Launceston General Hospital


Undated postcard of Launceston General Hospital (Tasmaniana Library, SLT)

During the first fifty years of white settlement in Tasmania, the government provided a medical and 'hospital' service of sorts, mainly to soldiers and convicts. With the growing number of free citizens, a joint community-government hospital situated in the former British Hotel became the Cornwall Hospital and Infirmary. It had many inadequacies, including beds taken up by the chronically ill (a problem that now, 150 years later, governments have neglected to overcome).

A government enquiry recommended a new 102-bed hospital, which was occupied in 1863 and named the Launceston General Hospital. The advent of general anaesthesia for surgical operations, and understanding of the bacterial cause of infections, meant safe and painless surgery advanced quickly. With a succession of highly regarded surgeon superintendents, notably Sir John Ramsay and Dr Clifford Craig, the hospital became one of the few provincial hospitals to compare favourably with those in capital cities. Ramsay performed one of the first successful treatments for cardiac arrest by internal heart massage, and the hospital was one of the first to install an X-ray machine.

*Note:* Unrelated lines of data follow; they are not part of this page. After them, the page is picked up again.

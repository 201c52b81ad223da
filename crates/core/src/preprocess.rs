//! HTML cleanup ahead of parsing.
//!
//! Streams the raw markup through lol_html to drop elements that never carry
//! readable text (scripts, navigation, forms and the like), HTML comments, and
//! elements hidden with an inline style.

use std::borrow::Cow;
use std::sync::LazyLock;

use lol_html::html_content::Element;
use regex::Regex;

/// Elements whose content is never part of a page's readable text.
pub const NON_CONTENT_TAGS: &[&str] = &[
    "script", "style", "noscript", "nav", "header", "footer", "aside", "form", "iframe", "svg", "canvas", "template",
];

static COMMENT: LazyLock<Regex> = LazyLock::new(|| Regex::new(r"(?s)<!--.*?-->").expect("comment pattern"));

static HIDDEN_STYLE: LazyLock<Regex> =
    LazyLock::new(|| Regex::new(r"(?i)(display\s*:\s*none|visibility\s*:\s*hidden)").expect("hidden style pattern"));

/// Configuration for HTML preprocessing
#[derive(Debug, Clone)]
pub struct PreprocessConfig {
    /// Tag names removed together with everything inside them
    pub remove_tags: Vec<String>,
    /// Whether to remove HTML comments
    pub remove_comments: bool,
    /// Whether to remove elements hidden with an inline style
    pub remove_hidden: bool,
}

impl Default for PreprocessConfig {
    fn default() -> Self {
        Self {
            remove_tags: NON_CONTENT_TAGS.iter().map(|tag| tag.to_string()).collect(),
            remove_comments: true,
            remove_hidden: true,
        }
    }
}

impl PreprocessConfig {
    /// Whether `tag` is configured for removal (case-insensitive).
    pub fn is_removed(&self, tag: &str) -> bool {
        self.remove_tags.iter().any(|t| t.eq_ignore_ascii_case(tag))
    }
}

/// Preprocess HTML by removing non-content elements before parsing
pub fn preprocess_html(html: &str, config: &PreprocessConfig) -> String {
    let mut processed = if config.remove_comments { remove_comments(html) } else { html.to_string() };

    if !config.remove_tags.is_empty() {
        processed = remove_tags(&processed, &config.remove_tags);
    }

    if config.remove_hidden {
        processed = remove_hidden_elements(&processed);
    }

    processed
}

/// Parses a configured tag name into a selector. Anything that is not a plain
/// tag name, or that lol_html rejects, is skipped with a warning.
fn tag_selector(tag: &str) -> Option<lol_html::Selector> {
    if tag.is_empty() || !tag.chars().all(|c| c.is_ascii_alphanumeric() || c == '-') {
        tracing::warn!(tag, "ignoring invalid tag name");
        return None;
    }
    match tag.parse::<lol_html::Selector>() {
        Ok(selector) => Some(selector),
        Err(e) => {
            tracing::warn!(tag, error = %e, "ignoring invalid tag name");
            None
        }
    }
}

/// Remove the listed elements and their content
fn remove_tags(html: &str, tags: &[String]) -> String {
    let selectors: Vec<lol_html::Selector> = tags.iter().filter_map(|tag| tag_selector(tag)).collect();

    let mut output = Vec::new();
    let mut rewriter = lol_html::HtmlRewriter::new(
        lol_html::Settings {
            element_content_handlers: selectors
                .into_iter()
                .map(|selector| {
                    let handlers = lol_html::ElementContentHandlers::default().element(
                        |el: &mut Element<'_, '_>| -> lol_html::HandlerResult {
                            el.remove();
                            Ok(())
                        },
                    );
                    (Cow::Owned(selector), handlers)
                })
                .collect(),
            ..Default::default()
        },
        |c: &[u8]| output.extend_from_slice(c),
    );

    if let Err(e) = rewriter.write(html.as_bytes()) {
        tracing::warn!(error = %e, "tag removal failed, keeping unmodified markup");
        return html.to_string();
    }

    if let Err(e) = rewriter.end() {
        tracing::warn!(error = %e, "tag removal failed, keeping unmodified markup");
        return html.to_string();
    }

    into_string(output)
}

fn into_string(bytes: Vec<u8>) -> String {
    String::from_utf8(bytes).unwrap_or_else(|e| String::from_utf8_lossy(e.as_bytes()).into_owned())
}

/// Remove HTML comments from the document
fn remove_comments(html: &str) -> String {
    COMMENT.replace_all(html, "").into_owned()
}

/// Remove elements with display:none or visibility:hidden styles
fn remove_hidden_elements(html: &str) -> String {
    let mut output = Vec::new();
    let mut rewriter = lol_html::HtmlRewriter::new(
        lol_html::Settings {
            element_content_handlers: vec![lol_html::element!("*[style]", |el| {
                if let Some(style) = el.get_attribute("style")
                    && HIDDEN_STYLE.is_match(&style)
                {
                    el.remove();
                }
                Ok(())
            })],
            ..Default::default()
        },
        |c: &[u8]| output.extend_from_slice(c),
    );

    if let Err(e) = rewriter.write(html.as_bytes()) {
        tracing::warn!(error = %e, "hidden element removal failed, keeping unmodified markup");
        return html.to_string();
    }

    if let Err(e) = rewriter.end() {
        tracing::warn!(error = %e, "hidden element removal failed, keeping unmodified markup");
        return html.to_string();
    }

    into_string(output)
}

#[cfg(test)]
mod tests {
    use super::*;

    #[test]
    fn test_remove_non_content_tags() {
        let html = r#"
            <html>
                <head><script>alert('test');</script><style>body{color:red;}</style></head>
                <body>
                    <header>Site header</header>
                    <nav><a href="/">Home</a></nav>
                    <noscript>Enable JavaScript</noscript>
                    <p>Content</p>
                    <aside>Related links</aside>
                    <form><input name="q"> Search</form>
                    <footer>Copyright</footer>
                </body>
            </html>
        "#;

        let result = preprocess_html(html, &PreprocessConfig::default());
        assert!(result.contains("<p>Content</p>"));
        for gone in ["alert", "color:red", "Site header", "Home", "Enable JavaScript", "Related links", "Search", "Copyright"] {
            assert!(!result.contains(gone), "{} should be removed", gone);
        }
    }

    #[test]
    fn test_keeps_tags_not_configured() {
        let html = "<body><nav>Menu</nav><script>x()</script><p>Body</p></body>";
        let config = PreprocessConfig { remove_tags: vec!["script".to_string()], ..Default::default() };

        let result = preprocess_html(html, &config);
        assert!(result.contains("Menu"));
        assert!(!result.contains("x()"));
    }

    #[test]
    fn test_remove_comments_across_lines() {
        let html = "<body><!-- one\n two --><p>Visible content</p><!-- three --></body>";
        let result = remove_comments(html);
        assert!(!result.contains("<!--"));
        assert!(!result.contains("two"));
        assert!(result.contains("Visible content"));
    }

    #[test]
    fn test_remove_hidden_elements() {
        let html = r#"
            <html>
                <body>
                    <div style="display:none">Hidden content</div>
                    <div style="visibility: hidden">Invisible content</div>
                    <div style="color: blue">Visible content</div>
                </body>
            </html>
        "#;

        let result = remove_hidden_elements(html);
        assert!(!result.contains("Hidden content"));
        assert!(!result.contains("Invisible content"));
        assert!(result.contains("Visible content"));
    }

    #[test]
    fn test_invalid_tag_names_are_ignored() {
        let html = "<body><p>Kept</p></body>";
        let config = PreprocessConfig {
            remove_tags: ["[[bad", "", "1x", "p, div", "script"].iter().map(|t| t.to_string()).collect(),
            ..Default::default()
        };
        assert!(preprocess_html(html, &config).contains("Kept"));

        let html = "<body><script>x()</script><p>Kept</p></body>";
        let result = preprocess_html(html, &config);
        assert!(result.contains("Kept"));
        assert!(!result.contains("x()"));
    }

    #[test]
    fn test_is_removed_case_insensitive() {
        let config = PreprocessConfig::default();
        assert!(config.is_removed("SCRIPT"));
        assert!(config.is_removed("nav"));
        assert!(!config.is_removed("p"));
    }
}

The hospital soon became a recognised training centre for undergraduate and postgraduate doctors and nurses. It is now a tertiary referral hospital for a variety of specialities, and provides a wide range of specialist and ancillary services. Between 1937 and 1942 a new hospital was built on the same site, and by 1981 another new and modern hospital was erected on the opposite side of Charles Street. This incorporated the Queen Victoria Hospital for Women, originally opened in 1897. The Launceston General Hospital is regarded as one of the leading regional hospitals in Australia.

Further reading: C Craig, Launceston General Hospital, Launceston, 1963; L Bethell, The story of Port Dalrymple, Hobart, [1957]; H Button, Flotsam and jetsam, Launceston, 1909; A Piper, 'Emancipists, destitution and infirmity', LHSPP 14.